News & Press  ·  Research  ·  2 May 2026

Working Paper 03 released: two-envelope problems in moral-weight estimation.

Our latest paper examines a subtle difficulty in comparing rock moral weight against established cause areas, and what it means for our headline figures.

Working Paper 03, Two-Envelope Problems in Lithic Moral-Weight Estimation, is now available as a pre-print on request. It addresses a structural difficulty that arises when comparing welfare across populations whose intrinsic moral weights are subject to deep uncertainty — a category in which rocks figure prominently.

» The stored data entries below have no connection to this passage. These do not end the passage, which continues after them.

//! Game variants.
//!
//! A variant lays out its stacks on a [`Board`], attaches behaviors to
//! them, deals, and decides when the game is won. Everything else (input
//! dispatch, flushing, animation) is shared.
//!
//! - [`klondike`]: Classic one-card-draw Klondike
//! - [`two_stacks`]: Two piles trading cards, for exercising the engine

pub mod klondike;
pub mod two_stacks;

pub use klondike::Klondike;
pub use two_stacks::TwoStacks;

use crate::board::Board;
use crate::core::EngineError;

/// A solitaire variant.
pub trait GameVariant {
    /// Add the variant's stacks and behaviors to an empty board.
    fn build(board: &mut Board) -> Result<Self, EngineError>
    where
        Self: Sized;

    fn name(&self) -> &'static str;

    /// Populate the stacks from a fresh deck.
    ///
    /// Expects the variant's stacks to be empty, as after `build` or a
    /// redeal.
    fn deal(&mut self, board: &mut Board) -> Result<(), EngineError>;

    /// Polled after every settled state.
    fn is_game_won(&self, board: &Board) -> bool;
}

The core question is this: if our credence about per-rock moral weight is itself a probability distribution, and the same is true of comparison populations (e.g. mammals, fish, invertebrates), what does it mean to take an "expected" weight, and which framing is privileged? Different framings can yield estimates that differ by many orders of magnitude. Our headline 4.2 million RDU-per-dollar figure assumes one such framing, which the paper makes explicit.

The paper does not resolve the two-envelope problem. It documents it, and proposes three partial mitigations: (i) reporting results under multiple framings simultaneously, (ii) treating large divergences as evidence of model fragility rather than of cause-area dominance, and (iii) discounting headline figures by a "framing-sensitivity" factor when communicating with non-specialist audiences.

We do not consider these mitigations adequate. We consider them the best that can presently be said. The honest reading is that our cost-effectiveness claims remain large under most framings, modest under some, and unbounded under others. We invite criticism, and we expect to receive it.

The pre-print is available on request via contact. Peer review is pending; we are early.